//! The generation backend seam.
//!
//! [`GenerationBackend`] is everything the session controller needs from the
//! server: a cost estimate, a streamed generation, and a single-shot
//! generation. [`HttpBackend`](crate::client::HttpBackend) is the production
//! implementation; tests supply scripted ones.

use async_trait::async_trait;
use bytes::Bytes;
use futures::stream::BoxStream;

use diagram_stream_core::error::GenerationError;
use diagram_stream_core::models::{GenerationRequest, WireMessage};

/// Raw response body of a streamed generation.
pub type ByteStream = BoxStream<'static, Result<Bytes, GenerationError>>;

#[async_trait]
pub trait GenerationBackend: Send + Sync {
    /// `POST /generate/cost`. Returns the server's cost string, if any.
    ///
    /// HTTP 429 maps to [`GenerationError::RateLimited`]; an `error` field in
    /// the body to [`GenerationError::Cost`].
    async fn estimate_cost(&self, req: &GenerationRequest)
        -> Result<Option<String>, GenerationError>;

    /// `POST /generate/stream`. Fails with a transport error if the request
    /// cannot be started or the status is not 2xx.
    async fn open_stream(&self, req: &GenerationRequest) -> Result<ByteStream, GenerationError>;

    /// `POST /generate/non-stream`. Returns the raw response object; the
    /// caller validates its status.
    async fn generate_once(&self, req: &GenerationRequest) -> Result<WireMessage, GenerationError>;
}
//! `dgs generate`, `dgs regenerate`, `dgs modify` and `dgs cost`.
//!
//! Wires the configured [`HttpBackend`] and [`SqliteCache`] into a
//! [`SessionController`], runs one session and prints the result. The
//! diagram goes to stdout; progress goes to stderr through the selected
//! reporter.

use std::sync::Arc;

use anyhow::{bail, Context, Result};

use diagram_stream_core::models::GenerationRequest;

use crate::backend::GenerationBackend;
use crate::client::HttpBackend;
use crate::config::Config;
use crate::db;
use crate::migrate;
use crate::progress::SessionReporter;
use crate::session::{Outcome, SessionController, SessionSettings, SessionSnapshot};
use crate::sqlite_cache::SqliteCache;

/// Which controller operation to run.
#[derive(Debug, Clone, PartialEq, Eq)]
pub enum Action {
    Start(Option<String>),
    Regenerate(String),
    Modify(String),
}

/// Run one session against the configured backend and cache.
///
/// Returns the final snapshot; a session that ends in error is an `Err`
/// carrying the user-facing message.
pub async fn generate(
    config: &Config,
    owner: &str,
    repo: &str,
    action: Action,
    reporter: Arc<dyn SessionReporter>,
) -> Result<SessionSnapshot> {
    let pool = db::connect(config).await?;
    migrate::apply(&pool).await?;

    let backend = HttpBackend::new(&config.backend).context("Failed to build HTTP client")?;
    let controller = SessionController::new(
        owner,
        repo,
        Arc::new(backend),
        Arc::new(SqliteCache::new(pool.clone())),
        SessionSettings::from_config(config),
    )
    .with_reporter(reporter);

    let outcome = match &action {
        Action::Start(instructions) => controller.start(instructions.as_deref()).await,
        Action::Regenerate(instructions) => controller.regenerate(instructions).await,
        Action::Modify(instructions) => controller.modify(instructions).await,
    };
    pool.close().await;

    match outcome {
        Outcome::Finished(snapshot) if snapshot.is_error() => {
            bail!("{}", snapshot.error.as_deref().unwrap_or("Generation failed"))
        }
        Outcome::Finished(snapshot) => Ok(snapshot),
        Outcome::Superseded => bail!("generation for {}/{} was superseded", owner, repo),
    }
}

/// CLI entry point: run the session and print the diagram (or the whole
/// snapshot as JSON).
pub async fn run_generate(
    config: &Config,
    owner: &str,
    repo: &str,
    action: Action,
    reporter: Arc<dyn SessionReporter>,
    json: bool,
) -> Result<()> {
    let snapshot = generate(config, owner, repo, action, reporter).await?;

    if json {
        println!("{}", serde_json::to_string_pretty(&snapshot)?);
        return Ok(());
    }

    println!("{}", snapshot.diagram);
    if let Some(cost) = &snapshot.cost {
        eprintln!("estimated cost: {}", cost);
    }
    if let Some(last) = snapshot.last_generated {
        eprintln!("last generated: {}", last.format("%Y-%m-%dT%H:%M:%SZ"));
    }
    Ok(())
}

/// `dgs cost`: ask the backend for an estimate without generating anything.
pub async fn run_cost(config: &Config, owner: &str, repo: &str) -> Result<()> {
    let backend = HttpBackend::new(&config.backend).context("Failed to build HTTP client")?;
    let request = GenerationRequest {
        username: owner.to_string(),
        repo: repo.to_string(),
        github_access_token: config.backend.github_token(),
        instructions: String::new(),
    };

    match backend.estimate_cost(&request).await {
        Ok(Some(cost)) => println!("{}", cost),
        Ok(None) => println!("(no estimate returned)"),
        Err(e) => bail!("{}", e.user_message()),
    }
    Ok(())
}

————

What is being asked -
From the records, copy every line that has the string "bail" in it.

Response area -
use anyhow::{bail, Context, Result};
            bail!("{}", snapshot.error.as_deref().unwrap_or("Generation failed"))
        Outcome::Superseded => bail!("generation for {}/{} was superseded", owner, repo),
        Err(e) => bail!("{}", e.user_message()),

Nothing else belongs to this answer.